View from the Outpost
This column derives from my interview with Providence-based Manya K. Rubinstein, publisher and co-editor of the nonprofit Outpost Journal, having a “focus on how art and design are changing our urban landscapes, one city at a time.” We met at the Box Office, where another of her ventures, Bandit Communications, has space in a recycled shipping container office building that is “green” and houses a dozen startup office and studio spaces. Manya held the proof for the second volume of her extraordinary journal, dedicated to the city of Baltimore, whose printing is partially funded by a successful Kickstarter campaign.
Rubinstein’s project is a perfect example of the new regionalism theme of this issue of Art New England. In our conversation, she nearly breathlessly explained, “What’s out there? Actually there’s a lot going on if you just take some time to actually get engaged with a community, meet people, see what is happening. An interesting insider/outsider perspective occurs. So for our journal, the past two [initial] issues, we explored this with a core team mostly from Providence and New York, though we had met many of the team via Providence connections. We also recruited local folks from each city as writers and guides to help us explore what makes their place really interesting and special because I don’t think you get the full perspective exclusively as an insider or outsider, I think you must combine the two.”
Rubinstein’s energetic, inclusive mission relates to the concept of creative placemaking recently championed by the NEA. While its goal is to conjoin various constituents to economically advance urban regions around art and cultural activities, her ethos is instead based in artistic and creative living. She asks how place informs artistic community and how an artistic community informs place. The notion of what she calls “intentional” arts communities or “arts ecologies” is fundamental to exploring cities akin to Providence.
Each city examined contains its own quirkiness and distinctive, edgy practices; accordingly, the journal recognizes uniqueness as well as the character of artistic output. Focusing first on Pittsburgh, Rubinstein has begun identifying and profiling other small, fringe cities—termed outposts—whose art scenes are interpreted through a seventy-page journal of bold graphic design, photography, cogent articles of various lengths, arts calendars, and original art insertions as well. The journals combine aesthetic and intellectual experience in a limited- edition product carefully attuned to each region. Up front about never pretending to be exhaustive in exploring creative lives, Rubinstein nonetheless harnesses her own elaborate network to pry loose and push far beneath the surface of a city’s communities. She is modest. Concentrating on outliers, twenty to forty years old, she propels consideration of communities’ wide-ranging dimensions. The focus is neither traditional nor institutional.

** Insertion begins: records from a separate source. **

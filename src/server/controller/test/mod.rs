use axum::{
    body::{to_bytes, Body},
    http::{header::CONTENT_TYPE, Request, StatusCode},
    response::Response,
    Router,
};
use std::sync::Arc;
use test_utils::signing::{TestSigner, SIGNATURE_HEADER, TIMESTAMP_HEADER};
use tower::ServiceExt;

use crate::server::{
    router::router,
    service::account::RegistrationOutcome,
    state::AppState,
    test_support::{test_state, StubAccountBackend, StubDiscordApi},
};


/// Router over stub services plus the signer whose key it trusts.
struct TestApp {
    signer: TestSigner,
    discord: Arc<StubDiscordApi>,
    state: AppState,
}

impl TestApp {
    fn new(discord: StubDiscordApi) -> Self {
        let signer = TestSigner::generate();
        let discord = Arc::new(discord);
        let accounts = Arc::new(StubAccountBackend::answering(RegistrationOutcome::Accepted));
        let state = test_state(discord.clone(), accounts, &signer);

        Self {
            signer,
            discord,
            state,
        }
    }

    fn router(&self) -> Router {
        router(self.state.clone())
    }

    async fn get(&self, uri: &str) -> Response {
        self.router()
            .oneshot(Request::get(uri).body(Body::empty()).unwrap())
            .await
            .unwrap()
    }

    /// POSTs `body` to the webhook with a valid signature.
    async fn post_signed(&self, body: &str) -> Response {
        let (signature, timestamp) = self.signer.sign_body(body);
        self.post_interaction(body, Some(&signature), Some(&timestamp))
            .await
    }

    async fn post_interaction(
        &self,
        body: &str,
        signature: Option<&str>,
        timestamp: Option<&str>,
    ) -> Response {
        let mut request = Request::post("/interactions").header(CONTENT_TYPE, "application/json");
        if let Some(signature) = signature {
            request = request.header(SIGNATURE_HEADER, signature);
        }
        if let Some(timestamp) = timestamp {
            request = request.header(TIMESTAMP_HEADER, timestamp);
        }

        self.router()
            .oneshot(request.body(Body::from(body.to_string())).unwrap())
            .await
            .unwrap()
    }
}

async fn body_text(response: Response) -> String {
    let bytes = to_bytes(response.into_body(), usize::MAX).await.unwrap();
    String::from_utf8(bytes.to_vec()).unwrap()
}

async fn body_json(response: Response) -> serde_json::Value {
    serde_json::from_str(&body_text(response).await).unwrap()
}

The new regionalism encompasses the move toward recognizing the values of local art practice and its inspired initiatives. These started with the food movement, Rubinstein recalls, and lately have moved into clothing, supporting producers and stressing principles of selectively “buying into.” In lieu of the conventional competitive artistic practice of selling in the large commercial marketplace, Rubinstein and her colleagues try to “loop back in” to the local, and give a voice to talented artists, both well-known and not yet broadly recognized, but all sharing an intentional creative community. The project is not utopian; instead, a dystopian aspect may prevail, Rubinstein admits, at a time when so much feels beyond one’s control politically. In contrast, effecting change in a community can happen fluidly, immediately, by participating in its urban arts.
Rubinstein sees Outpost Journal as an authentic means to activate exchange between various art communities. She envisions “sparks to be made” for example, in curating an exhibition of works by artists featured across issues, with New York artists having connections to those same communities, bringing people together and mixing it up, encouraging meetings of change-makers in those cities. With additional comparative issues, after some ten to fifteen are released, an “idea bank” will have been developed for informing new projects.
When a Providence issue eventually is devised, different ways will have been investigated to involve guest curators and integrate multiple art communities. Rubinstein was a comparative literature major at Brown. The outlier who is Rubinstein actively retains the sense of the comparative from her strategic, magnetic place on the national art scene.
Judith Tolnick Champa is the editor-in-chief of Art New England.